Альбом идиота (Столяров) - страница 20

Ничего необычного больше не произошло. Хрипела в шарфах и кашлях декабрьская простуда. Дважды звонил Эритрин и орал, как помешанный — перемежая мольбы с идиотскими тупыми угрозами. Речь все время сводилась к кольцу Мариколя. Игнациус нажимал на рычаг и прикладывал трубку к пылающему лбу. Сонная улица, четырнадцать. Он не знал, было это с ним или не было, но он не хотел забывать. Ойкумена существовала рядом, как изнанка древнего мира. Как рогатая тень, как загадочная и древняя сущность его. Там скрипели деревянные лестницы, и били куранты на ветряной башне, там, шурша коготками, бродили по тесным переходам уродливые панцирные жуки, там, меряя шагами клетку, ожидал казни яростный Экогаль, и Аня томилась в подземной тюрьме, где царил тлен корней и попискивающий крысиный сумрак. Огненный Млечный путь был распахнут над Кругом во всем своем ярком великолепии и блистающий холод его лежал на цепях и зубчатых колесах. Полночь еще не наступила. Из внутреннего кармана он достал кольцо Мариколя и протер его. Гладкий спокойный нездешний металл. Сначала он думал, что это — серебро, но один знакомый сказал — платина. На кольце была печатка в виде скорпиона, голову и тело которого составлял кровавый бриллиант. Оно едва налезало на мизинец. Игнациус поднес его к лампе, и скорпион зашевелил нитяными лапками.

Будто живой.

В дверь требовательно постучали.

— Что у вас произошло с мамой?

Валентина смотрела в упор, прожигая немигающим коричневым взглядом.

— Ничего, — ответил Игнациус. — Все то же.

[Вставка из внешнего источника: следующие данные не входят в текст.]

//! Read-only view of the project the inspection tools operate on.

use std::path::{Path, PathBuf};

use walkdir::{DirEntry, WalkDir};

/// Directory names never descended into.
const SKIPPED_DIRS: &[&str] = &["node_modules", "target", "dist", "build", "__pycache__"];

/// Extensions treated as searchable source or text.
const SOURCE_EXTENSIONS: &[&str] = &[
    "rs", "ts", "tsx", "js", "jsx", "mjs", "cjs", "py", "go", "java", "kt", "c", "h", "cc", "cpp",
    "hpp", "cs", "rb", "php", "swift", "json", "toml", "yaml", "yml", "md", "txt",
];

/// Files larger than this are not read.
const MAX_FILE_BYTES: u64 = 1024 * 1024;

#[derive(Debug, Clone)]
pub struct ProjectRoot {
    root: PathBuf,
}

impl ProjectRoot {
    pub fn new(root: impl Into<PathBuf>) -> Self {
        Self { root: root.into() }
    }

    pub fn path(&self) -> &Path {
        &self.root
    }

    pub fn exists(&self) -> bool {
        self.root.is_dir()
    }

    /// Resolve `path` against the root unless it is already absolute.
    pub fn resolve(&self, path: &str) -> PathBuf {
        let candidate = Path::new(path);
        if candidate.is_absolute() {
            candidate.to_path_buf()
        } else {
            self.root.join(candidate)
        }
    }

    /// `path` relative to the root, for display.
    pub fn relative(&self, path: &Path) -> String {
        path.strip_prefix(&self.root)
            .unwrap_or(path)
            .to_string_lossy()
            .replace('\\', "/")
    }

    /// Walk `dir` (defaults to the root), yielding source files in
    /// file-name order. Hidden entries and build/vendor directories are
    /// skipped.
    pub fn source_files(&self, dir: Option<&Path>) -> impl Iterator<Item = PathBuf> {
        let start = dir.map(Path::to_path_buf).unwrap_or_else(|| self.root.clone());
        WalkDir::new(start)
            .sort_by_file_name()
            .into_iter()
            .filter_entry(|entry| !is_ignored(entry))
            .filter_map(Result::ok)
            .filter(|entry| entry.file_type().is_file() && is_source_file(entry.path()))
            .filter(|entry| {
                entry
                    .metadata()
                    .map(|m| m.len() <= MAX_FILE_BYTES)
                    .unwrap_or(false)
            })
            .map(DirEntry::into_path)
    }

    /// Walk the tree below the root down to `max_depth` levels, in
    /// file-name order, skipping the same entries as [`Self::source_files`].
    pub fn entries(&self, max_depth: usize) -> impl Iterator<Item = DirEntry> {
        WalkDir::new(&self.root)
            .min_depth(1)
            .max_depth(max_depth)
            .sort_by_file_name()
            .into_iter()
            .filter_entry(|entry| !is_ignored(entry))
            .filter_map(Result::ok)
    }
}

/// Read a text file, returning `None` for missing, oversized or binary files.
pub fn read_text(path: &Path) -> Option<String> {
    let meta = std::fs::metadata(path).ok()?;
    if !meta.is_file() || meta.len() > MAX_FILE_BYTES {
        return None;
    }
    std::fs::read_to_string(path).ok()
}

fn is_ignored(entry: &DirEntry) -> bool {
    if entry.depth() == 0 {
        return false;
    }
    let name = entry.file_name().to_string_lossy();
    name.starts_with('.') || (entry.file_type().is_dir() && SKIPPED_DIRS.contains(&name.as_ref()))
}

fn is_source_file(path: &Path) -> bool {
    path.extension()
        .and_then(|ext| ext.to_str())
        .map(|ext| SOURCE_EXTENSIONS.contains(&ext.to_ascii_lowercase().as_str()))
        .unwrap_or(false)
}

#[cfg(test)]
mod tests {
    use super::*;

    #[test]
    fn test_source_files_skip_hidden_and_vendor_dirs() {
        let dir = tempfile::tempdir().unwrap();
        let root = dir.path();
        std::fs::create_dir_all(root.join("src")).unwrap();
        std::fs::create_dir_all(root.join("node_modules/pkg")).unwrap();
        std::fs::create_dir_all(root.join(".git")).unwrap();
        std::fs::write(root.join("src/main.rs"), "fn main() {}").unwrap();
        std::fs::write(root.join("node_modules/pkg/index.js"), "x").unwrap();
        std::fs::write(root.join(".git/config"), "x").unwrap();
        std::fs::write(root.join("logo.png"), [0u8, 1, 2]).unwrap();

        let project = ProjectRoot::new(root);
        let files: Vec<String> = project
            .source_files(None)
            .map(|p| project.relative(&p))
            .collect();
        assert_eq!(files, vec!["src/main.rs"]);
    }

    #[test]
    fn test_resolve_relative_and_absolute() {
        let project = ProjectRoot::new("/work/project");
        assert_eq!(project.resolve("src/a.rs"), PathBuf::from("/work/project/src/a.rs"));
        assert_eq!(project.resolve("/etc/hosts"), PathBuf::from("/etc/hosts"));
    }
}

— Пойди и извинись перед ней.

— Не за что.

У нее надулись страшные желваки на скулах.

— Иди немедленно!

Игнациус легко отстранил ее. Женятся не потому, что любят. Женятся, потому что пришло время жениться. Бывают такие дни, когда от весеннего солнца, от растрескавшихся горьких почек, от свежего запаха воды над гранитной набережной сладко кружится голова и особенно горячо звенит кровь в натянутых жилах. Сияет хрупкое небо, подпертое шпилями. Слепят блики из чистых окон. Жизнь вращается, как пестрая карусель. Начинается эйфория. Совершаешь необъяснимые поступки. Пленка нереальности обволакивает сознание. Потом она распадается и в остром недоумении замечаешь неровную вялую кожу, извилистый нос и три черных волосатых родинки под ухом на влажной щеке.

Он прошел в комнату.

В комнате перед вопящим скрежещущим телевизором сидел Пончик — как сытый клопик: барабанный живот и раздвинутые кривые ножки. Глаза у него слипались. Папа Пузырев, уже свекольного цвета и поэтому любящий все человечество сразу, увидев его, очень обрадовался.